Required work: For this exercise, return exactly the lines of the material below that begin at the one with "std::io::ErrorKind::NotFound => DatabaseError::NotFound" and stop after the one with "if reader.read_until(b'\n', &mut".

Available records:

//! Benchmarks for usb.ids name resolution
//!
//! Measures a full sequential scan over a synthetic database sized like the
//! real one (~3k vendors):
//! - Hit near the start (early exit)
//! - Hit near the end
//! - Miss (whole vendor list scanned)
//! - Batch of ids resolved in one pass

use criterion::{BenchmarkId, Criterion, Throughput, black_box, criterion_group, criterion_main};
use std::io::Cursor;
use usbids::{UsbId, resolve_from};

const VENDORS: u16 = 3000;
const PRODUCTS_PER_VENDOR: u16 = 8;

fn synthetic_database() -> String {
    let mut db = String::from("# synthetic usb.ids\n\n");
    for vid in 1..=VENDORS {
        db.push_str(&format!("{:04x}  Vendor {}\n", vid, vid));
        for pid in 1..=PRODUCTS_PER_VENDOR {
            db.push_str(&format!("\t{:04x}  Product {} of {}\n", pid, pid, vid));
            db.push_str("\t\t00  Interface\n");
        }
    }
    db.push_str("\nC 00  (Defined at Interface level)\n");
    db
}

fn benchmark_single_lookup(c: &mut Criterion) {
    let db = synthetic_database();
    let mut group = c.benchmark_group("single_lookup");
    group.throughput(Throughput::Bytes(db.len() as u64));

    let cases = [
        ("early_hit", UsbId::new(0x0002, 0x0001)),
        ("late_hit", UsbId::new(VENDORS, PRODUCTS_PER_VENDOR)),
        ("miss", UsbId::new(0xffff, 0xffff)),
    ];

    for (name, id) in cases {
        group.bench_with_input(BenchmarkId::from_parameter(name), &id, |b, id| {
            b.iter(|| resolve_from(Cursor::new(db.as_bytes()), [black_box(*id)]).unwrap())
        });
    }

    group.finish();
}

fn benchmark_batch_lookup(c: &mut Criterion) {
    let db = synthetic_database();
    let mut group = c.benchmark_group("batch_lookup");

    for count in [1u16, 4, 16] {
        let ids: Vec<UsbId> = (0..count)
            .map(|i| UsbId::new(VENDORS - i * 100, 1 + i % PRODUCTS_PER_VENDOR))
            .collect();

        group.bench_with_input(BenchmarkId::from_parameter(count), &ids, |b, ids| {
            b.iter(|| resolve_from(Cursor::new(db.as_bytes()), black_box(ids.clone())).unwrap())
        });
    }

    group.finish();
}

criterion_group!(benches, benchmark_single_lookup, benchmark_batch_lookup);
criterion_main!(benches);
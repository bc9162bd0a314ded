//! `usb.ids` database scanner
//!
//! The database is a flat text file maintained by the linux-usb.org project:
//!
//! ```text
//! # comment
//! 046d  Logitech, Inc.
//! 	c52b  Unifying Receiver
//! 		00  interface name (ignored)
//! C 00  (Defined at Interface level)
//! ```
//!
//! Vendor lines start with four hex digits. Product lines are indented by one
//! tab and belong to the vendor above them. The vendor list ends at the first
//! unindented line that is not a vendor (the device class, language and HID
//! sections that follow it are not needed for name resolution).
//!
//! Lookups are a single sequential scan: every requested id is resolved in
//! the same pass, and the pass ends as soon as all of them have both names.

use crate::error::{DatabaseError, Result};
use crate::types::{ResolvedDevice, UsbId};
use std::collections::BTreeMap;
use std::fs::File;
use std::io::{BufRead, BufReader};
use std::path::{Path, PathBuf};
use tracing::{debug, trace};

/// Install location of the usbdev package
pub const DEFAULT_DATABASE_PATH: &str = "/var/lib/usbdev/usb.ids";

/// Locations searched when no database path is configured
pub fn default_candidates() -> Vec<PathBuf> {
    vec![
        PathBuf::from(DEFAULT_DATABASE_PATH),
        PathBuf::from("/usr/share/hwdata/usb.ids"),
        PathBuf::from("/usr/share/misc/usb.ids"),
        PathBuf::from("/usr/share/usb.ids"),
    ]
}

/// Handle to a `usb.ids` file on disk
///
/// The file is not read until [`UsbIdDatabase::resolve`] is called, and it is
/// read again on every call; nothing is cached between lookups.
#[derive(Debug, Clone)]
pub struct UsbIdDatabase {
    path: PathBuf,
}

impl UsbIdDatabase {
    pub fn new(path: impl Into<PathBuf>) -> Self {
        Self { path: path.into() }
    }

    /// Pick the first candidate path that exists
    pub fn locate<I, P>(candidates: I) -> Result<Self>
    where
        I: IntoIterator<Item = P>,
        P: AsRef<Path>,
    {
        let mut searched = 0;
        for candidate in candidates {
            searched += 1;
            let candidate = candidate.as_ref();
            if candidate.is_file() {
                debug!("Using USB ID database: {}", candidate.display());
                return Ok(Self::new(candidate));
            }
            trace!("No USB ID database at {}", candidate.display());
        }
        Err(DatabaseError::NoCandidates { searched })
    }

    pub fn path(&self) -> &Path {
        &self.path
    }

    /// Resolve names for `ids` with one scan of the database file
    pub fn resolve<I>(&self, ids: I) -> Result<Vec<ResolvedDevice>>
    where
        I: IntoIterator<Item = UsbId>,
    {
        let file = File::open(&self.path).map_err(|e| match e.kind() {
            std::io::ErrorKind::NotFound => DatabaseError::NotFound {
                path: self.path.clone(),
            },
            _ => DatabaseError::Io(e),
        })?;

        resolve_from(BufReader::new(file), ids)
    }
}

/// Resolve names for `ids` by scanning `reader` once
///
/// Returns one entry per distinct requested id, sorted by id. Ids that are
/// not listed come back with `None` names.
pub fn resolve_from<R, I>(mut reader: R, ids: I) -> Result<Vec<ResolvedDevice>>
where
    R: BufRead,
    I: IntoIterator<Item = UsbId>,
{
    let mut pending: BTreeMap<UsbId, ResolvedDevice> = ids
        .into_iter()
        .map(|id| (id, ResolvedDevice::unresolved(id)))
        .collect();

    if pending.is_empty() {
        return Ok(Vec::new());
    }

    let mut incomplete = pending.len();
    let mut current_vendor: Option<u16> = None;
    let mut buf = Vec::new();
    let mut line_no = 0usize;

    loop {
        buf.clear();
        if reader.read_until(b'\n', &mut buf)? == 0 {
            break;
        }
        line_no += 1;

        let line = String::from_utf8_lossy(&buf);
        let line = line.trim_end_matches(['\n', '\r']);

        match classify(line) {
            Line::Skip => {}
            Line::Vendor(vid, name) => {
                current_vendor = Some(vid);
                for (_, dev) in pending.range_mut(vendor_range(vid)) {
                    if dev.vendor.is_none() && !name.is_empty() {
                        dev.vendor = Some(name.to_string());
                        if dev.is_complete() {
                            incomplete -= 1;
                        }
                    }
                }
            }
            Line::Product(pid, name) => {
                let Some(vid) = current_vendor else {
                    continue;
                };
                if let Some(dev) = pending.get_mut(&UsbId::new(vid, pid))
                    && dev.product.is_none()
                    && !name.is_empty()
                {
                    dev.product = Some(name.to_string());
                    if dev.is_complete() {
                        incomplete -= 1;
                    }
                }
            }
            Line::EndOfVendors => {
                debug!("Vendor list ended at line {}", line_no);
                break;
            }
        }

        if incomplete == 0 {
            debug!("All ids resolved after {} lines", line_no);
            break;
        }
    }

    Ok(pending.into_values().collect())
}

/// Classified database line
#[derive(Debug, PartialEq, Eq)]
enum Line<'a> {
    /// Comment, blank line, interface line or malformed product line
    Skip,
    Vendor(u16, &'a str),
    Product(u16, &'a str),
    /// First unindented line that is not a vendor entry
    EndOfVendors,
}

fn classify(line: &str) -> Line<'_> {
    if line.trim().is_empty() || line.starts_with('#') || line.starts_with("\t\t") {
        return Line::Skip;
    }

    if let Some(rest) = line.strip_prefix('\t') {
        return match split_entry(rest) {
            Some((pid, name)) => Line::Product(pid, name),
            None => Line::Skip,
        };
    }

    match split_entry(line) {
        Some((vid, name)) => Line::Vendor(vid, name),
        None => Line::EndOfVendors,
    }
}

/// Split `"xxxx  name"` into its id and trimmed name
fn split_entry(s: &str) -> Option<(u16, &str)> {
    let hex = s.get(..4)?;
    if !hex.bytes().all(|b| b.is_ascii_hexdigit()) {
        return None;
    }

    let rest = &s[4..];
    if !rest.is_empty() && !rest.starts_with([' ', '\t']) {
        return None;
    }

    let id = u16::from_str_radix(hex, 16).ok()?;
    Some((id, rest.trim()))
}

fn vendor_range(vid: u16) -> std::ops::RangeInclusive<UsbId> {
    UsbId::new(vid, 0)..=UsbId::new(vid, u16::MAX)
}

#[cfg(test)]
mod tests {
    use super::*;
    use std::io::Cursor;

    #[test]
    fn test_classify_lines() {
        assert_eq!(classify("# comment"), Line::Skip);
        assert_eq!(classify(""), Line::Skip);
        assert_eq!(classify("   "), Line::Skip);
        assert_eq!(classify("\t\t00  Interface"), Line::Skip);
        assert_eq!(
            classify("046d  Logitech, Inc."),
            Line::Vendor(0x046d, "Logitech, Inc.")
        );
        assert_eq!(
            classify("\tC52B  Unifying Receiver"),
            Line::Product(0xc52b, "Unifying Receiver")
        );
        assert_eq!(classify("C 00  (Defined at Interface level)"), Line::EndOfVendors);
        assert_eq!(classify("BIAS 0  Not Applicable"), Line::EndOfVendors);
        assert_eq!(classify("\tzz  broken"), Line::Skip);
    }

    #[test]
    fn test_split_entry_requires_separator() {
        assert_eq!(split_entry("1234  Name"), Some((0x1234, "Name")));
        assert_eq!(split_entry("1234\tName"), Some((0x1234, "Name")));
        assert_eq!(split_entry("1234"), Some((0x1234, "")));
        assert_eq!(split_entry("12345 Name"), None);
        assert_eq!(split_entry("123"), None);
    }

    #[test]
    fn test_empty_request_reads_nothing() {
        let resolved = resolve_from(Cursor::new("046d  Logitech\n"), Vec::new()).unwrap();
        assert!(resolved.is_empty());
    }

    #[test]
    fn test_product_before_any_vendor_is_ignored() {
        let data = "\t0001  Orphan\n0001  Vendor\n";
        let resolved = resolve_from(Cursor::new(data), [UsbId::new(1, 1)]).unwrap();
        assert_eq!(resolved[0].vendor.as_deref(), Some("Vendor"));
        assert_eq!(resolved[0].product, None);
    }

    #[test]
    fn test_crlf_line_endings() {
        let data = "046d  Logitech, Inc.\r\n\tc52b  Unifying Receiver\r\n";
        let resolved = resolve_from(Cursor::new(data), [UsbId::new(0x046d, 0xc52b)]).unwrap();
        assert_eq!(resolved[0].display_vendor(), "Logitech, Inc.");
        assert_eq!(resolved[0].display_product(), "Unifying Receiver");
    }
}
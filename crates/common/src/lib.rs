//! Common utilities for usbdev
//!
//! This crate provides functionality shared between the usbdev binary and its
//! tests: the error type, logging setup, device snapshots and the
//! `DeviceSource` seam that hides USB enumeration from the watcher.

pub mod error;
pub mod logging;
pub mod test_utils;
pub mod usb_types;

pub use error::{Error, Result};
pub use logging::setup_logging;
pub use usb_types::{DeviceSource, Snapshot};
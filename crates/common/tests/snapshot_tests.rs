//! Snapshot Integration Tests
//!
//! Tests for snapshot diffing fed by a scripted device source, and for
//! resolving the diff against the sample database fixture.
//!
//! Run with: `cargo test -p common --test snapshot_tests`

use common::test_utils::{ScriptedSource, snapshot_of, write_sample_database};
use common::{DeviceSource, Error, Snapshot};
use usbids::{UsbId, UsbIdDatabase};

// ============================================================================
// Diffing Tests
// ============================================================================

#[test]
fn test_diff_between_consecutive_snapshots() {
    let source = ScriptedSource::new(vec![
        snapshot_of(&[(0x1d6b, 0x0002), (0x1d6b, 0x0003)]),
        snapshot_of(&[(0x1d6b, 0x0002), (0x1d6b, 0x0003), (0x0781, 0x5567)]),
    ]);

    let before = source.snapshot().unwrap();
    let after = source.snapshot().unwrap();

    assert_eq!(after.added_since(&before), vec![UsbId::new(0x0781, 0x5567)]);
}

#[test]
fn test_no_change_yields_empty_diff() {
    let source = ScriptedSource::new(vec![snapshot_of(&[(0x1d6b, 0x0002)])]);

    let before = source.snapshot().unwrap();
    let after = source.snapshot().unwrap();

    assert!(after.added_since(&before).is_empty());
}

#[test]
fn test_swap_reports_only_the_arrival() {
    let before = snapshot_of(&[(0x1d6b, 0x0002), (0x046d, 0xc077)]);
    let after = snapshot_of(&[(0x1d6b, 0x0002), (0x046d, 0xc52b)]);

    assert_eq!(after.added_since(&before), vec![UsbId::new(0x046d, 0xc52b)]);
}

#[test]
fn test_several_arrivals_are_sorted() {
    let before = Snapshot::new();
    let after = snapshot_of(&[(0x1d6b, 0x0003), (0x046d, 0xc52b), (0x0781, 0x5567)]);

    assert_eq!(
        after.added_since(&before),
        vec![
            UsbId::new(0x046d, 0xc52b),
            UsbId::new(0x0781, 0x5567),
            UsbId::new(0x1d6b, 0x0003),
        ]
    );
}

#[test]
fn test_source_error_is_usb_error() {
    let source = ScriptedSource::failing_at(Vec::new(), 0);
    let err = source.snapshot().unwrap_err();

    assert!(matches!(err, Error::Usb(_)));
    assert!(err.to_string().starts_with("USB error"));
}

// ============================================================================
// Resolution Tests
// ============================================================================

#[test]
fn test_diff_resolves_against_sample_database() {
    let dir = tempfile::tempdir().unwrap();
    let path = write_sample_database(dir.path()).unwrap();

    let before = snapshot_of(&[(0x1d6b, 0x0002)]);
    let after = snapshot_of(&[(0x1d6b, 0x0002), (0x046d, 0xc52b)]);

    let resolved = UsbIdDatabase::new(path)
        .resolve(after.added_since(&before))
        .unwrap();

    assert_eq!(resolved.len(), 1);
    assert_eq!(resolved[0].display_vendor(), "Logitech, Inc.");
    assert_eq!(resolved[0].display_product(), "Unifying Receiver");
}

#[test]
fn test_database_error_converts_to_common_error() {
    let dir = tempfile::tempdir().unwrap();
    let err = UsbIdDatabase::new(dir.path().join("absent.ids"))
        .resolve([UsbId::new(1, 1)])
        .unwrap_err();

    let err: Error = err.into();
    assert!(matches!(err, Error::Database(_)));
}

Task output:
            std::io::ErrorKind::NotFound => DatabaseError::NotFound {
                path: self.path.clone(),
            },
            _ => DatabaseError::Io(e),
        })?;

        resolve_from(BufReader::new(file), ids)
    }
}

/// Resolve names for `ids` by scanning `reader` once
///
/// Returns one entry per distinct requested id, sorted by id. Ids that are
/// not listed come back with `None` names.
pub fn resolve_from<R, I>(mut reader: R, ids: I) -> Result<Vec<ResolvedDevice>>
where
    R: BufRead,
    I: IntoIterator<Item = UsbId>,
{
    let mut pending: BTreeMap<UsbId, ResolvedDevice> = ids
        .into_iter()
        .map(|id| (id, ResolvedDevice::unresolved(id)))
        .collect();

    if pending.is_empty() {
        return Ok(Vec::new());
    }

    let mut incomplete = pending.len();
    let mut current_vendor: Option<u16> = None;
    let mut buf = Vec::new();
    let mut line_no = 0usize;

    loop {
        buf.clear();
        if reader.read_until(b'\n', &mut buf)? == 0 {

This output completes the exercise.